Maggie’s body memory holds her friends’ imprints, insofar as she understands them, and sure enough soon her friends spring back into 3D deep inside: the earth and pinewood scent in the plump of Viv’s neck, and the nerviness of Fiona, a kind of pent-up tremor often transmitted to Maggie since they were ten.
When the pair start their ‘Hi’s!’ and their ‘How are yous?’, Maggie knows her eyes are bright as she swings her sketchpad up from under her arm and, the edge wadded by her glove, flourishes its message: ‘Larynx on holiday. Doesn’t hurt. Managing will be fun!’
Viv’s mitten rises to her dropped jaw, and Fiona’s rusty voice says, ‘Well that’ll be frustrating, today of all days. How on earth did you communicate with your mother this morning?’

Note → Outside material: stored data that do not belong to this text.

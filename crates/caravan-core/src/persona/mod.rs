//! Persona model for crew agents.

pub mod model;

pub use model::*;
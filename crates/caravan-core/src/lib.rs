pub mod agent;
pub mod config;
pub mod error;
pub mod persona;
pub mod task;
pub mod template;
pub mod tool;
pub mod tools;
pub mod trip;

// Re-export common error type
pub use error::{CaravanError, Result};

// Re-export the domain types most callers need
pub use agent::{ChatBackend, CrewEngine, CrewMember, TaskAgent};
pub use persona::Persona;
pub use task::{CrewReport, Task, TaskContextEntry, TaskReport, TaskStatus};
pub use tool::{Tool, ToolContext, ToolName, ToolRegistry};
pub use trip::TripRequest;
//! Task domain model and run transcript types.

pub mod model;

pub use model::*;
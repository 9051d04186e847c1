//! Tool contracts and the fixed name→tool table.
//!
//! Personas declare tools by name in configuration. The names form a closed
//! set: configuration entries parse into [`ToolName`], and the driver resolves
//! each declared name against a [`ToolRegistry`] before any task executes.
//! Both an unknown name and a name with no registered binding are fatal
//! construction errors.

use std::collections::HashMap;
use std::fmt;
use std::str::FromStr;
use std::sync::Arc;

use async_trait::async_trait;
use serde::{Deserialize, Serialize};
use strum::IntoEnumIterator;
use strum_macros::{Display, EnumIter, EnumString};

use crate::error::{CaravanError, Result};
use crate::trip::TripRequest;

/// Names of the tools a persona may declare.
#[derive(
    Debug,
    Clone,
    Copy,
    PartialEq,
    Eq,
    Hash,
    Serialize,
    Deserialize,
    Display,
    EnumString,
    EnumIter,
)]
pub enum ToolName {
    /// Web search via DuckDuckGo
    DuckDuckGoSearch,
    /// Daily budget breakdown across fixed categories
    BudgetCalculator,
}

/// Parses raw tool names from configuration into the closed [`ToolName`] set.
///
/// Returns a `Config` error naming the offending entry and listing the valid
/// names, so a typo in `agents.toml` fails loudly at startup.
pub fn parse_tool_names(raw: &[String]) -> Result<Vec<ToolName>> {
    raw.iter()
        .map(|name| {
            ToolName::from_str(name).map_err(|_| {
                let known = ToolName::iter()
                    .map(|t| t.to_string())
                    .collect::<Vec<_>>()
                    .join(", ");
                CaravanError::config(format!(
                    "unknown tool name '{name}' (expected one of: {known})"
                ))
            })
        })
        .collect()
}

/// Inputs available to a tool invocation.
///
/// Each tool picks the fields it needs: the search tool uses the query text,
/// the budget tool uses the numeric request fields.
#[derive(Debug, Clone)]
pub struct ToolContext {
    /// Free-text query derived from the task being executed
    pub query: String,
    /// The trip request, for tools that work on its numeric fields
    pub request: TripRequest,
}

/// A callable capability bound to a persona.
#[async_trait]
pub trait Tool: Send + Sync {
    /// The fixed name this tool is registered under.
    fn name(&self) -> ToolName;

    /// One-line description surfaced in agent prompts.
    fn description(&self) -> &str;

    /// Runs the tool. Failures propagate to the invoking task step; this
    /// layer defines no retry policy.
    async fn run(&self, ctx: &ToolContext) -> Result<String>;
}

impl fmt::Debug for dyn Tool {
    fn fmt(&self, f: &mut fmt::Formatter<'_>) -> fmt::Result {
        f.debug_struct("Tool").field("name", &self.name()).finish()
    }
}

/// Fixed name→tool table the driver resolves persona declarations against.
pub struct ToolRegistry {
    tools: HashMap<ToolName, Arc<dyn Tool>>,
}

impl ToolRegistry {
    /// Creates an empty registry.
    pub fn new() -> Self {
        Self {
            tools: HashMap::new(),
        }
    }

    /// Registers a tool under its own name, replacing any previous binding.
    pub fn register(mut self, tool: Arc<dyn Tool>) -> Self {
        self.tools.insert(tool.name(), tool);
        self
    }

    /// Looks up a single tool binding.
    pub fn get(&self, name: ToolName) -> Result<Arc<dyn Tool>> {
        self.tools
            .get(&name)
            .cloned()
            .ok_or_else(|| CaravanError::not_found("tool", name.to_string()))
    }

    /// Resolves a persona's declared tool names into bound tools.
    ///
    /// A declared name with no binding in the table is a fatal lookup error,
    /// raised before any task executes.
    pub fn resolve(&self, names: &[ToolName]) -> Result<Vec<Arc<dyn Tool>>> {
        names.iter().map(|&name| self.get(name)).collect()
    }

    /// Number of registered tools.
    pub fn len(&self) -> usize {
        self.tools.len()
    }

    /// Whether the registry has no bindings.
    pub fn is_empty(&self) -> bool {
        self.tools.is_empty()
    }
}

impl Default for ToolRegistry {
    fn default() -> Self {
        Self::new()
    }
}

Maggie flips away what’s already done, because breakfast with mother Winifred, then the brisk walk along the streets, are slowly falling from her: the way her step-step, step-step, step-step eventually took her into the open of the city square, by then aware of one boot’s nub pressing inside, under her right heel, soft-step, firm-step, soft-step, firm-step, compounding the old sprains in that ankle – ‘Which is fitting, Maggie, really,’ according to her voice, ‘because sure and doesn’t today warrant a bit of the martyr about you?’ – she and the wind barrelling along the last few paces.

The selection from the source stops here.